Tentarono di inserire un modello di diritto americano, che non c’entrava niente con la tradizione afghana. Risultato: si bloccò tutto. Aprirono un’università americana dalla quale avrebbero dovuto uscire le élite afghane. Esattamente come i sovietici, che avevano aperto il Politecnico dal quale uscì Massoud. Allo stesso tempo altri paesi, tra cui l’Iran, aprivano le loro università in Afghanistan.

Questi “nuovi” Talebani hanno assicurato che avranno un rispetto diverso per le donne e i diritti.

Intanto sono un po’ più istruiti, per dirla in modo semplice. Almeno i vertici hanno avuto tempo di irrobustirsi dal punto di vista teologico. Radio Sharia non sta emanando delle Fatwa come faceva il Mullah Omar. Il fatto che usino strumentalmente l’idea di garantire diritti alle donne fa pensare. Si, va bene, istruzione alle donne, ma fino a che è età? E poi, attenzione, che tipo di insegnamento?

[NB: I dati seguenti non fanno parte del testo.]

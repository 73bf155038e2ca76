use std::fmt;

use serde::{Deserialize, Serialize};

use crate::error::TypeError;
use crate::path::ProjectPath;

/// The kind of state held by a cache entry.
#[derive(Clone, Copy, Debug, PartialEq, Eq, Hash, PartialOrd, Ord, Serialize, Deserialize)]
pub enum StateType {
    /// The scheduled work graph of the build.
    Work,
    /// A tooling model requested by an IDE or other client.
    Model,
    /// Resolved component metadata of a single project.
    ProjectMetadata,
    /// Models produced while configuring individual projects.
    IntermediateModels,
    /// Inputs that decide whether the whole build entry is reusable.
    BuildFingerprint,
    /// Inputs that decide whether a single project's entries are reusable.
    ProjectFingerprint,
}

impl StateType {
    /// Every entry kind, in tag order.
    pub const ALL: [StateType; 6] = [
        Self::Work,
        Self::Model,
        Self::ProjectMetadata,
        Self::IntermediateModels,
        Self::BuildFingerprint,
        Self::ProjectFingerprint,
    ];

    /// Stable one-byte tag used in entry frames and index records.
    pub fn tag(&self) -> u8 {
        match self {
            Self::Work => 1,
            Self::Model => 2,
            Self::ProjectMetadata => 3,
            Self::IntermediateModels => 4,
            Self::BuildFingerprint => 5,
            Self::ProjectFingerprint => 6,
        }
    }

    /// Parse from a tag byte.
    pub fn from_tag(tag: u8) -> Result<Self, TypeError> {
        Self::ALL
            .into_iter()
            .find(|kind| kind.tag() == tag)
            .ok_or(TypeError::UnknownStateType(tag))
    }

    /// Kebab-case name of the kind.
    pub fn name(&self) -> &'static str {
        match self {
            Self::Work => "work",
            Self::Model => "model",
            Self::ProjectMetadata => "project-metadata",
            Self::IntermediateModels => "intermediate-models",
            Self::BuildFingerprint => "build-fingerprint",
            Self::ProjectFingerprint => "project-fingerprint",
        }
    }
}

impl fmt::Display for StateType {
    fn fmt(&self, f: &mut fmt::Formatter<'_>) -> fmt::Result {
        f.write_str(self.name())
    }
}

/// Address of a cache entry: the entry kind plus the project it belongs to.
#[derive(Clone, Debug, PartialEq, Eq, Hash, PartialOrd, Ord, Serialize, Deserialize)]
pub struct StoreKey {
    pub kind: StateType,
    pub path: ProjectPath,
}

impl StoreKey {
    pub fn new(kind: StateType, path: ProjectPath) -> Self {
        Self { kind, path }
    }
}

impl fmt::Display for StoreKey {
    fn fmt(&self, f: &mut fmt::Formatter<'_>) -> fmt::Result {
        write!(f, "{}@{}", self.kind, self.path)
    }
}
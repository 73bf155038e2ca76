use std::collections::HashMap;
use std::sync::atomic::{AtomicU64, Ordering};
use std::sync::{Arc, RwLock};

use cfc_types::StoreKey;
use tracing::{debug, info};

use crate::error::{StoreError, StoreResult};
use crate::handle::{ReadHandle, Reservations, WriteHandle};
use crate::traits::StateStore;

/// In-memory, HashMap-based state store.
///
/// Intended for tests and embedding. Entries live behind a `RwLock`; a
/// discard simply clears the map.
pub struct InMemoryStateStore {
    entries: RwLock<HashMap<StoreKey, Arc<[u8]>>>,
    reservations: Arc<Reservations>,
    generation: AtomicU64,
}

impl InMemoryStateStore {
    /// Create a new empty in-memory store.
    pub fn new() -> Self {
        Self {
            entries: RwLock::new(HashMap::new()),
            reservations: Arc::new(Reservations::default()),
            generation: AtomicU64::new(0),
        }
    }

    /// Total payload bytes across all committed entries.
    pub fn total_bytes(&self) -> u64 {
        self.entries
            .read()
            .expect("lock poisoned")
            .values()
            .map(|bytes| bytes.len() as u64)
            .sum()
    }

    /// Number of writes begun but neither committed nor dropped.
    pub fn in_flight(&self) -> usize {
        self.reservations.in_flight()
    }
}

impl Default for InMemoryStateStore {
    fn default() -> Self {
        Self::new()
    }
}

impl StateStore for InMemoryStateStore {
    fn begin_write(&self, key: &StoreKey) -> StoreResult<WriteHandle> {
        let generation = self.generation.load(Ordering::Acquire);
        self.reservations
            .begin_write(key, generation, |key| self.contains(key))
    }

    fn commit(&self, handle: WriteHandle) -> StoreResult<()> {
        let generation = handle.generation();
        let (key, bytes, _reservation) = handle.into_parts();
        let mut entries = self.entries.write().expect("lock poisoned");
        if generation != self.generation.load(Ordering::Acquire) {
            return Err(StoreError::StaleWrite(key));
        }
        if entries.contains_key(&key) {
            return Err(StoreError::DuplicateKey(key));
        }
        debug!(key = %key, len = bytes.len(), "entry committed");
        entries.insert(key, bytes.into());
        Ok(())
    }

    fn begin_read(&self, key: &StoreKey) -> StoreResult<Option<ReadHandle>> {
        let entries = self.entries.read().expect("lock poisoned");
        Ok(entries
            .get(key)
            .map(|bytes| ReadHandle::new(key.clone(), Arc::clone(bytes))))
    }

    fn discard_generation(&self) -> StoreResult<()> {
        let mut entries = self.entries.write().expect("lock poisoned");
        let generation = self.generation.fetch_add(1, Ordering::AcqRel) + 1;
        let dropped = entries.len();
        entries.clear();
        info!(generation, dropped, "in-memory generation discarded");
        Ok(())
    }

    fn contains(&self, key: &StoreKey) -> bool {
        self.entries
            .read()
            .expect("lock poisoned")
            .contains_key(key)
    }

    fn keys(&self) -> Vec<StoreKey> {
        let mut keys: Vec<StoreKey> = self
            .entries
            .read()
            .expect("lock poisoned")
            .keys()
            .cloned()
            .collect();
        keys.sort();
        keys
    }
}

impl std::fmt::Debug for InMemoryStateStore {
    fn fmt(&self, f: &mut std::fmt::Formatter<'_>) -> std::fmt::Result {
        f.debug_struct("InMemoryStateStore")
            .field("entry_count", &self.len())
            .field("generation", &self.generation.load(Ordering::Relaxed))
            .finish()
    }
}

#[cfg(test)]
mod tests {
    use super::*;
    use cfc_types::{ProjectPath, StateType};

    fn key(kind: StateType, path: &str) -> StoreKey {
        StoreKey::new(kind, ProjectPath::parse(path).unwrap())
    }

    fn put(store: &InMemoryStateStore, key: &StoreKey, bytes: &[u8]) {
        let mut handle = store.begin_write(key).unwrap();
        handle.write(bytes);
        store.commit(handle).unwrap();
    }

    #[test]
    fn commit_then_read() {
        let store = InMemoryStateStore::new();
        let k = key(StateType::ProjectMetadata, ":app");
        put(&store, &k, b"payload");

        let handle = store.begin_read(&k).unwrap().unwrap();
        assert_eq!(handle.bytes(), b"payload");
        assert_eq!(handle.key(), &k);
        assert!(store.contains(&k));
        assert_eq!(store.total_bytes(), 7);
    }

    #[test]
    fn read_missing_returns_none() {
        let store = InMemoryStateStore::new();
        assert!(store
            .begin_read(&key(StateType::Work, ":"))
            .unwrap()
            .is_none());
    }

    #[test]
    fn uncommitted_write_is_invisible() {
        let store = InMemoryStateStore::new();
        let k = key(StateType::Model, ":app");
        let mut handle = store.begin_write(&k).unwrap();
        handle.write(b"partial");
        assert!(store.begin_read(&k).unwrap().is_none());
        assert!(!store.contains(&k));
        assert_eq!(store.in_flight(), 1);
    }

    #[test]
    fn second_write_is_duplicate() {
        let store = InMemoryStateStore::new();
        let k = key(StateType::ProjectMetadata, ":app");
        put(&store, &k, b"first");
        assert!(matches!(store.begin_write(&k), Err(StoreError::DuplicateKey(_))));
        assert_eq!(store.begin_read(&k).unwrap().unwrap().bytes(), b"first");
    }

    #[test]
    fn concurrent_write_to_same_key_is_duplicate() {
        let store = InMemoryStateStore::new();
        let k = key(StateType::ProjectMetadata, ":app");
        let _first = store.begin_write(&k).unwrap();
        assert!(matches!(store.begin_write(&k), Err(StoreError::DuplicateKey(_))));
    }

    #[test]
    fn abandoned_write_frees_the_key() {
        let store = InMemoryStateStore::new();
        let k = key(StateType::ProjectMetadata, ":app");
        drop(store.begin_write(&k).unwrap());
        assert_eq!(store.in_flight(), 0);
        put(&store, &k, b"second attempt");
        assert!(store.contains(&k));
    }

    #[test]
    fn same_path_different_kind_are_distinct() {
        let store = InMemoryStateStore::new();
        put(&store, &key(StateType::ProjectMetadata, ":app"), b"a");
        put(&store, &key(StateType::IntermediateModels, ":app"), b"b");
        assert_eq!(store.len(), 2);
    }

    #[test]
    fn discard_clears_and_allows_rewrite() {
        let store = InMemoryStateStore::new();
        let k = key(StateType::ProjectMetadata, ":app");
        put(&store, &k, b"old");
        store.discard_generation().unwrap();
        assert!(store.is_empty());
        assert!(store.begin_read(&k).unwrap().is_none());
        put(&store, &k, b"new");
        assert_eq!(store.begin_read(&k).unwrap().unwrap().bytes(), b"new");
    }

    #[test]
    fn write_begun_before_discard_is_stale() {
        let store = InMemoryStateStore::new();
        let k = key(StateType::ProjectMetadata, ":app");
        let handle = store.begin_write(&k).unwrap();
        store.discard_generation().unwrap();
        assert!(matches!(store.commit(handle), Err(StoreError::StaleWrite(_))));
        assert!(!store.contains(&k));
    }

    #[test]
    fn keys_are_sorted() {
        let store = InMemoryStateStore::new();
        put(&store, &key(StateType::ProjectMetadata, ":b"), b"");
        put(&store, &key(StateType::ProjectMetadata, ":a"), b"");
        let keys = store.keys();
        assert_eq!(keys[0].path.to_string(), ":a");
        assert_eq!(keys[1].path.to_string(), ":b");
    }

    #[test]
    fn concurrent_writers_of_distinct_keys() {
        use std::thread;

        let store = Arc::new(InMemoryStateStore::new());
        let handles: Vec<_> = (0..8)
            .map(|i| {
                let store = Arc::clone(&store);
                thread::spawn(move || {
                    let k = key(StateType::ProjectMetadata, &format!(":p{i}"));
                    put(&store, &k, format!("value {i}").as_bytes());
                })
            })
            .collect();
        for h in handles {
            h.join().expect("thread should not panic");
        }
        assert_eq!(store.len(), 8);
    }
}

Spieghi meglio: qual è il vero pericolo?

A me pare di intravedere l’intervento di alcune frange, finanziate da paesi molto influenti, come la Turchia, che presentano legami molto forti con i Fratelli Musulmani. Quindi si andrebbe verso l’occupazione delle istituzioni, e la re-islamizzazione delle istituzioni. Questo garantirebbe ai Talebani una maggiore legittimazione a livello internazionale. Il problema, in questo caso, non sarebbe più la lapidazione in piazza, ma una profonda penetrazione in senso islamista delle istituzioni, dell’istruzione, eccetera.

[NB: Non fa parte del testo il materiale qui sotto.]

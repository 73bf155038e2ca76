//! Foundation types for the configuration cache.
//!
//! Every other `cfc-*` crate depends on `cfc-types`.
//!
//! # Key Types
//!
//! - [`ProjectPath`] -- colon-delimited path of a project in the build tree
//! - [`StateType`] / [`StoreKey`] -- kind and address of a cache entry
//! - [`IsolateOwner`] -- who a serialization operation runs on behalf of
//! - [`ComponentIdentifier`] / [`ModuleVersionIdentifier`] -- component identities
//! - [`LocalComponentMetadata`] -- the cached per-project component metadata
//! - [`Fingerprint`] -- identifies one cache generation

pub mod component;
pub mod error;
pub mod fingerprint;
pub mod key;
pub mod owner;
pub mod path;

pub use component::{
    AttributesSchema, ComponentIdentifier, LocalComponentMetadata, ModuleIdentifier,
    ModuleVersionIdentifier, ProjectHandle,
};
pub use error::TypeError;
pub use fingerprint::Fingerprint;
pub use key::{StateType, StoreKey};
pub use owner::IsolateOwner;
pub use path::ProjectPath;
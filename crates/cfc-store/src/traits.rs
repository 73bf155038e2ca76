use cfc_types::StoreKey;

use crate::error::StoreResult;
use crate::handle::{ReadHandle, WriteHandle};

/// Write-once keyed storage for the entries of one cache generation.
///
/// All implementations must satisfy these invariants:
/// - An entry is written at most once per generation. A key that is
///   committed, or has a write in flight, cannot be written again until the
///   generation is discarded.
/// - An entry becomes readable only once its write has been committed; a
///   reader never sees a partially written entry.
/// - A commit is visible to every read that starts after it returns.
/// - [`discard_generation`](StateStore::discard_generation) is the only way
///   entries disappear.
pub trait StateStore: Send + Sync {
    /// Start the exclusive write of `key`.
    ///
    /// Fails with [`StoreError::DuplicateKey`](crate::StoreError::DuplicateKey)
    /// if the key is committed or being written.
    fn begin_write(&self, key: &StoreKey) -> StoreResult<WriteHandle>;

    /// Make the bytes written through `handle` durable and visible.
    fn commit(&self, handle: WriteHandle) -> StoreResult<()>;

    /// Open the committed entry for `key`, or `Ok(None)` on a miss.
    ///
    /// Returns `Err` when the entry exists but its bytes cannot be trusted.
    fn begin_read(&self, key: &StoreKey) -> StoreResult<Option<ReadHandle>>;

    /// Drop every entry of the current generation and start an empty one.
    ///
    /// Writes begun before the discard fail to commit.
    fn discard_generation(&self) -> StoreResult<()>;

    /// Whether `key` has a committed entry.
    fn contains(&self, key: &StoreKey) -> bool;

    /// Keys of every committed entry, sorted.
    fn keys(&self) -> Vec<StoreKey>;

    fn len(&self) -> usize {
        self.keys().len()
    }

    fn is_empty(&self) -> bool {
        self.len() == 0
    }
}
/// Open files of the current generation.
struct Appender {
    data: File,
    log: IndexLog,
}

impl Appender {
    fn open(dir: &Path) -> StoreResult<(Self, Vec<IndexRecord>)> {
        let data = OpenOptions::new()
            .create(true)
            .append(true)
            .open(dir.join(DATA_FILE))?;
        let (log, records) = IndexLog::open(dir)?;
        Ok((Self { data, log }, records))
    }
}

/// File-backed state store holding one generation.
pub struct FileStateStore {
    dir: PathBuf,
    fingerprint: Fingerprint,
    tool_version: String,
    config: StoreConfig,
    status: RwLock<GenerationStatus>,
    index: RwLock<HashMap<StoreKey, IndexRecord>>,
    /// `None` after a discard failed to re-create the generation.
    appender: Mutex<Option<Appender>>,
    reservations: Arc<Reservations>,
    generation: AtomicU64,
}

impl FileStateStore {
    /// Open the generation for `fingerprint` under `root`.
    ///
    /// An existing generation is reused when its metadata matches the format
    /// version, `tool_version`, and fingerprint; otherwise it is deleted and
    /// an empty one is created. [`status`](Self::status) tells which
    /// happened.
    pub fn open(
        root: &Path,
        fingerprint: Fingerprint,
        tool_version: impl Into<String>,
        config: StoreConfig,
    ) -> StoreResult<Self> {
        let tool_version = tool_version.into();
        let dir = root.join(fingerprint.to_hex());
        let status = prepare(&dir, &fingerprint, &tool_version)?;

        let (appender, records) = Appender::open(&dir)?;
        let mut index = HashMap::with_capacity(records.len());
        for record in records {
            match index.entry(record.key.clone()) {
                Entry::Occupied(_) => {
                    warn!(key = %record.key, "ignoring second index record for key");
                }
                Entry::Vacant(slot) => {
                    slot.insert(record);
                }
            }
        }

        let status = match status {
            GenerationStatus::Reused { .. } => GenerationStatus::Reused {
                entries: index.len(),
            },
            other => other,
        };
        info!(
            fingerprint = %fingerprint.short_hex(),
            status = %status,
            "configuration cache generation opened"
        );

        Ok(Self {
            dir,
            fingerprint,
            tool_version,
            config,
            status: RwLock::new(status),
            index: RwLock::new(index),
            appender: Mutex::new(Some(appender)),
            reservations: Arc::new(Reservations::default()),
            generation: AtomicU64::new(0),
        })
    }

    /// Directory of the generation.
    pub fn dir(&self) -> &Path {
        &self.dir
    }

    pub fn fingerprint(&self) -> &Fingerprint {
        &self.fingerprint
    }

    /// What happened to the on-disk generation: how it was found when the
    /// store was opened, or `Discarded` once it has been discarded since.
    pub fn status(&self) -> GenerationStatus {
        self.status.read().expect("lock poisoned").clone()
    }

    pub fn config(&self) -> &StoreConfig {
        &self.config
    }

    fn read_record(&self, record: &IndexRecord) -> StoreResult<Vec<u8>> {
        let key = &record.key;
        let mut file = match File::open(self.dir.join(DATA_FILE)) {
            Ok(file) => file,
            Err(e) if e.kind() == io::ErrorKind::NotFound => {
                return Err(StoreError::corrupt(key, "data file is missing"));
            }
            Err(e) => return Err(e.into()),
        };
        let file_len = file.metadata()?.len();
        if record.end() > file_len {
            return Err(StoreError::corrupt(
                key,
                format!(
                    "entry ends at byte {} but the data file has {file_len} bytes",
                    record.end()
                ),
            ));
        }

        let mut frame = vec![0u8; record.length as usize];
        file.seek(SeekFrom::Start(record.offset))?;
        file.read_exact(&mut frame)?;

        let frame = Frame::decode_exact(&frame, key.kind.tag())
            .map_err(|e| StoreError::corrupt(key, e.to_string()))?;
        let actual_crc = crc32fast::hash(frame.payload);
        if actual_crc != record.crc {
            return Err(StoreError::corrupt(
                key,
                format!(
                    "checksum mismatch: expected {:08x}, computed {actual_crc:08x}",
                    record.crc
                ),
            ));
        }
        if record.compressed {
            zstd::decode_all(frame.payload)
                .map_err(|e| StoreError::corrupt(key, format!("decompression failed: {e}")))
        } else {
            Ok(frame.payload.to_vec())
        }
    }
}

/// Make `dir` hold a usable generation for `fingerprint`.
fn prepare(dir: &Path, fingerprint: &Fingerprint, tool_version: &str) -> StoreResult<GenerationStatus> {
    if !dir.exists() {
        fs::create_dir_all(dir)?;
        GenerationMetadata::new(*fingerprint, tool_version).store(dir)?;
        return Ok(GenerationStatus::Created);
    }

    let reason = match GenerationMetadata::load(dir) {
        Ok(metadata) => match metadata.mismatch(fingerprint, tool_version) {
            None => return Ok(GenerationStatus::Reused { entries: 0 }),
            Some(reason) => reason,
        },
        Err(e) => format!("unreadable generation metadata: {e}"),
    };
    warn!(dir = %dir.display(), reason = %reason, "discarding configuration cache generation");
    reset(dir, fingerprint, tool_version)?;
    Ok(GenerationStatus::Discarded { reason })
}

/// Delete the generation in `dir` and create an empty one.
fn reset(dir: &Path, fingerprint: &Fingerprint, tool_version: &str) -> StoreResult<()> {
    match fs::remove_dir_all(dir) {
        Ok(()) => {}
        Err(e) if e.kind() == io::ErrorKind::NotFound => {}
        Err(e) => return Err(e.into()),
    }
    fs::create_dir_all(dir)?;
    GenerationMetadata::new(*fingerprint, tool_version).store(dir)
}

impl StateStore for FileStateStore {
    fn begin_write(&self, key: &StoreKey) -> StoreResult<WriteHandle> {
        let generation = self.generation.load(Ordering::Acquire);
        self.reservations
            .begin_write(key, generation, |key| self.contains(key))
    }

    fn commit(&self, handle: WriteHandle) -> StoreResult<()> {
        let generation = handle.generation();
        let (key, payload, _reservation) = handle.into_parts();

        let (stored, compressed) = match self.config.compression {
            Compression::None => (payload, false),
            Compression::Zstd { level } => (zstd::encode_all(payload.as_slice(), level)?, true),
        };
        let crc = crc32fast::hash(&stored);
        let mut frame = Encoder::with_capacity(Frame::encoded_len(stored.len()));
        Frame::encode(&mut frame, key.kind.tag(), &stored);
        let frame = frame.into_bytes();

        let mut appender = self.appender.lock().expect("lock poisoned");
        if generation != self.generation.load(Ordering::Acquire) {
            return Err(StoreError::StaleWrite(key));
        }
        let appender = appender.as_mut().ok_or_else(|| {
            StoreError::Unavailable(format!("generation {} was not re-created", self.dir.display()))
        })?;
        if self.contains(&key) {
            return Err(StoreError::DuplicateKey(key));
        }

        // The file is in append mode, so the frame lands at the current end.
        let offset = appender.data.metadata()?.len();
        appender.data.write_all(&frame)?;
        appender.data.flush()?;
        if self.config.sync_mode == SyncMode::EveryWrite {
            appender.data.sync_data()?;
        }

        let record = IndexRecord {
            key: key.clone(),
            offset,
            length: frame.len() as u64,
            crc,
            compressed,
        };
        appender.log.append(&record, self.config.sync_mode)?;
        self.index
            .write()
            .expect("lock poisoned")
            .insert(key.clone(), record);

        debug!(key = %key, offset, len = frame.len(), compressed, "entry committed");
        Ok(())
    }

    fn begin_read(&self, key: &StoreKey) -> StoreResult<Option<ReadHandle>> {
        let record = self.index.read().expect("lock poisoned").get(key).cloned();
        let Some(record) = record else {
            return Ok(None);
        };
        let bytes = self.read_record(&record)?;
        debug!(key = %key, len = bytes.len(), "entry read");
        Ok(Some(ReadHandle::new(key.clone(), bytes.into())))
    }

    fn discard_generation(&self) -> StoreResult<()> {
        let mut appender = self.appender.lock().expect("lock poisoned");
        let mut index = self.index.write().expect("lock poisoned");
        *appender = None;
        let generation = self.generation.fetch_add(1, Ordering::AcqRel) + 1;
        let dropped = index.len();
        index.clear();

        reset(&self.dir, &self.fingerprint, &self.tool_version)?;
        let (fresh, _) = Appender::open(&self.dir)?;
        *appender = Some(fresh);
        *self.status.write().expect("lock poisoned") = GenerationStatus::Discarded {
            reason: format!("discarded while open, {dropped} entries dropped"),
        };

        info!(
            fingerprint = %self.fingerprint.short_hex(),
            generation,
            dropped,
            "configuration cache generation discarded"
        );
        Ok(())
    }

    fn contains(&self, key: &StoreKey) -> bool {
        self.index.read().expect("lock poisoned").contains_key(key)
    }

    fn keys(&self) -> Vec<StoreKey> {
        let mut keys: Vec<StoreKey> = self
            .index
            .read()
            .expect("lock poisoned")
            .keys()
            .cloned()
            .collect();
        keys.sort();
        keys
    }
}

impl std::fmt::Debug for FileStateStore {
    fn fmt(&self, f: &mut std::fmt::Formatter<'_>) -> std::fmt::Result {
        f.debug_struct("FileStateStore")
            .field("dir", &self.dir)
            .field("status", &self.status())
            .field("entry_count", &self.len())
            .finish()
    }
}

Una “corsa in avanti” che sarebbe una inedita radicalizzazione?

Il rischio c’è.

Un nuovo Iran?

Penso a un modello non proprio iraniano. L’Iran ha puntato sulla “clericizzazione”, basti pensare alla figura dell’ayatollah.

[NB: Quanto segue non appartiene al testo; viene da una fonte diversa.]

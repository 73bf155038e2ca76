use std::fs;
use std::path::{Path, PathBuf};

use cfc_store::StoreConfig;
use serde::{Deserialize, Serialize};

use crate::error::{CacheError, CacheResult};

/// Settings of the configuration cache.
///
/// Loadable from TOML:
///
/// ```toml
/// root_dir = ".cache/configuration-cache"
/// tool_version = "8.5"
/// suppress_write_failures = true
///
/// [store]
/// sync_mode = "every-write"
/// compression = { algorithm = "zstd", level = 3 }
/// ```
#[derive(Clone, Debug, PartialEq, Eq, Serialize, Deserialize)]
#[serde(default)]
pub struct CacheConfig {
    /// Directory holding one subdirectory per generation.
    pub root_dir: PathBuf,
    /// Version of the tool writing the cache; a generation written by
    /// another version is discarded.
    pub tool_version: String,
    /// Record failures to store an entry instead of failing the build.
    pub suppress_write_failures: bool,
    pub store: StoreConfig,
}

impl Default for CacheConfig {
    fn default() -> Self {
        Self {
            root_dir: PathBuf::from("configuration-cache"),
            tool_version: env!("CARGO_PKG_VERSION").to_string(),
            suppress_write_failures: true,
            store: StoreConfig::default(),
        }
    }
}

impl CacheConfig {
    /// Configuration with every default except the cache root.
    pub fn with_root(root_dir: impl Into<PathBuf>) -> Self {
        Self {
            root_dir: root_dir.into(),
            ..Self::default()
        }
    }

    pub fn from_toml_str(text: &str) -> CacheResult<Self> {
        toml::from_str(text).map_err(|e| CacheError::Config {
            path: PathBuf::from("<inline>"),
            reason: e.to_string(),
        })
    }

    pub fn load(path: &Path) -> CacheResult<Self> {
        let text = fs::read_to_string(path)?;
        toml::from_str(&text).map_err(|e| CacheError::Config {
            path: path.to_path_buf(),
            reason: e.to_string(),
        })
    }

    pub fn to_toml_string(&self) -> CacheResult<String> {
        toml::to_string_pretty(self).map_err(|e| CacheError::Config {
            path: self.root_dir.clone(),
            reason: e.to_string(),
        })
    }
}

#[cfg(test)]
mod tests {
    use super::*;
    use cfc_store::{Compression, SyncMode};

    #[test]
    fn default_config() {
        let c = CacheConfig::default();
        assert_eq!(c.root_dir, PathBuf::from("configuration-cache"));
        assert_eq!(c.tool_version, env!("CARGO_PKG_VERSION"));
        assert!(c.suppress_write_failures);
        assert_eq!(c.store, StoreConfig::default());
    }

    #[test]
    fn parse_full_toml() {
        let c = CacheConfig::from_toml_str(
            r#"
            root_dir = "/tmp/cc"
            tool_version = "8.5"
            suppress_write_failures = false

            [store]
            sync_mode = "every-write"
            compression = { algorithm = "zstd", level = 7 }
            "#,
        )
        .unwrap();
        assert_eq!(c.root_dir, PathBuf::from("/tmp/cc"));
        assert_eq!(c.tool_version, "8.5");
        assert!(!c.suppress_write_failures);
        assert_eq!(c.store.sync_mode, SyncMode::EveryWrite);
        assert_eq!(c.store.compression, Compression::Zstd { level: 7 });
    }

    #[test]
    fn partial_toml_keeps_defaults() {
        let c = CacheConfig::from_toml_str("tool_version = \"9.0\"").unwrap();
        assert_eq!(c.tool_version, "9.0");
        assert!(c.suppress_write_failures);
        assert_eq!(c.store.compression, Compression::None);
    }

    #[test]
    fn invalid_toml_is_config_error() {
        let err = CacheConfig::from_toml_str("suppress_write_failures = \"maybe\"").unwrap_err();
        assert!(matches!(err, CacheError::Config { .. }));
    }

    #[test]
    fn load_from_file_and_back() {
        let dir = tempfile::tempdir().unwrap();
        let path = dir.path().join("cache.toml");
        let mut c = CacheConfig::with_root(dir.path().join("cc"));
        c.store.compression = Compression::Zstd { level: 1 };
        fs::write(&path, c.to_toml_string().unwrap()).unwrap();
        assert_eq!(CacheConfig::load(&path).unwrap(), c);
    }

    #[test]
    fn missing_file_is_io_error() {
        let dir = tempfile::tempdir().unwrap();
        assert!(matches!(
            CacheConfig::load(&dir.path().join("absent.toml")),
            Err(CacheError::Io(_))
        ));
    }
}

Ma in Afghanistan ci potrebbe essere una forma di presenza di religione nelle istituzioni, attraverso le figure di religiosi.

E il terrorismo?

Che l’Afghanistan possa diventare un covo di al Qaeda è un rischio, certo.

Ma poi ci potrebbe essere un modello internazionale nuovo, inedito. Che ci sia una convergenza di interessi economici per dare vita a una forma inedita, pericolosa, e più duratura dell’effimero emirato dei Talebani di vent’anni fa.

Una “cosa afghana” cui si innestano interessi cinesi, russi, turchi?

I cinesi vogliono ricostruire le infrastrutture, e far passare la Via della seta. I cuore dell’Asia è sempre quello. Ci sono interessi economici e geopolitici molto forti. Non si tratta di un Vietnam in senso politico, ma è un Vietnam in senso ideologico, temo.

Con gli Usa costretti a dire di sì, sottobanco, a una grossa perdita di influenza.

L’opinione pubblica americana è stata tenuta lontana, per anni e anni, da presidenti, che si sono concentrati sugli interessi nazionali. Gli Usa non vogliono fare più lo sceriffo del mondo.

Nulla a che vedere con l’avvicendamento fra Trump e Biden.

Nulla a che vedere, certo, sono movimenti storici più ampi. È cambiato il comune sentire americano.

L’idea di un “nation building” è mancata in entrambi gli schieramenti, democratici e repubblicani. Non esiste più.